Look through the material below and copy every line containing the word "operand".

- - - - -

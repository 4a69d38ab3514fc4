//! Human-facing timeline projected from the event log.

use chrono::{DateTime, Utc};
use serde::Serialize;

use crate::dispute::DisputeReason;
use crate::event::{Event, EventType};

/// One row of the order timeline.
#[derive(Debug, Clone, PartialEq, Eq, Serialize)]
pub struct TimelineEntry {
    pub event: EventType,
    pub description: String,
    pub timestamp: DateTime<Utc>,
}

/// Project `events` into timeline rows in append order.
///
/// Only events that happened appear; there are no placeholder rows for steps
/// still ahead.
pub fn build_escrow_timeline(events: &[Event]) -> Vec<TimelineEntry> {
    let mut ordered: Vec<&Event> = events.iter().collect();
    ordered.sort_by_key(|e| e.sequence);
    ordered
        .into_iter()
        .map(|e| TimelineEntry {
            event: e.event_type,
            description: describe(e),
            timestamp: e.timestamp,
        })
        .collect()
}

fn payload_str<'a>(event: &'a Event, key: &str) -> Option<&'a str> {
    event.payload.get(key).and_then(|v| v.as_str())
}

fn describe(event: &Event) -> String {
    match event.event_type {
        EventType::Created => "Order placed".to_string(),
        EventType::Paid => "Payment received and held in escrow".to_string(),
        EventType::Shipped => match payload_str(event, "tracking_number") {
            Some(tracking) => format!("Seller shipped the order (tracking {tracking})"),
            None => "Seller shipped the order".to_string(),
        },
        EventType::Delivered => "Buyer confirmed delivery".to_string(),
        EventType::EscrowStarted => match payload_str(event, "escrow_expires_at") {
            Some(at) => format!("Escrow window started; funds release after {at}"),
            None => "Escrow window started".to_string(),
        },
        EventType::Disputed => {
            let label = payload_str(event, "reason")
                .and_then(|r| r.parse::<DisputeReason>().ok())
                .map(|r| r.label());
            match label {
                Some(label) => format!("Buyer opened a dispute: {label}"),
                None => "Buyer opened a dispute".to_string(),
            }
        }
        EventType::Released => "Funds released to the seller".to_string(),
        EventType::Refunded => "Payment refunded to the buyer".to_string(),
        EventType::Cancelled => "Order cancelled and payment refunded".to_string(),
    }
}
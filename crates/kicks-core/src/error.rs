//! # Error Hierarchy
//!
//! Structured error types for the foundational primitives, built with
//! `thiserror`. Each variant carries the offending input so that callers can
//! report exactly what was rejected.

use thiserror::Error;

/// Errors raised while constructing or combining monetary amounts.
#[derive(Error, Debug, Clone, PartialEq, Eq)]
pub enum MoneyError {
    /// Amounts held in escrow are never negative.
    #[error("amount must not be negative: {0} minor units")]
    Negative(i64),

    /// Two amounts in different currencies were combined.
    #[error("currency mismatch: {left} vs {right}")]
    CurrencyMismatch {
        /// Currency of the left operand.
        left: String,
        /// Currency of the right operand.
        right: String,
    },

    /// Arithmetic left the representable range.
    #[error("amount overflow while computing {0}")]
    Overflow(&'static str),

    /// Decimal string could not be parsed.
    #[error("invalid decimal amount: \"{0}\"")]
    InvalidDecimal(String),

    /// Decimal string has more fractional digits than the currency allows.
    #[error("amount \"{value}\" has more than {max_digits} fractional digits for {currency}")]
    TooManyFractionDigits {
        /// The rejected input.
        value: String,
        /// The currency code.
        currency: String,
        /// Minor-unit exponent of the currency.
        max_digits: u32,
    },

    /// Fee rate outside `0..=10000` basis points.
    #[error("fee rate must be between 0 and 10000 basis points, got {0}")]
    InvalidFeeRate(u32),

    /// Currency code is not in the supported set.
    #[error("unsupported currency code: \"{0}\"")]
    UnknownCurrency(String),
}

/// Validation errors for identifier newtypes.
#[derive(Error, Debug, Clone, PartialEq, Eq)]
pub enum ValidationError {
    /// Identifier is empty or whitespace.
    #[error("{kind} must not be empty")]
    EmptyIdentifier {
        /// Which identifier kind was rejected.
        kind: &'static str,
    },

    /// Identifier exceeds the maximum length.
    #[error("{kind} must be at most {max} characters, got {len}")]
    IdentifierTooLong {
        /// Which identifier kind was rejected.
        kind: &'static str,
        /// Maximum permitted length.
        max: usize,
        /// Actual length.
        len: usize,
    },

    /// Identifier contains characters outside `[A-Za-z0-9._:-]`.
    #[error("{kind} contains invalid characters: \"{value}\"")]
    InvalidCharacters {
        /// Which identifier kind was rejected.
        kind: &'static str,
        /// The rejected input.
        value: String,
    },
}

- - - - -

■ **SOLUTION TO THE PROBLEM**
        /// Currency of the left operand.
        /// Currency of the right operand.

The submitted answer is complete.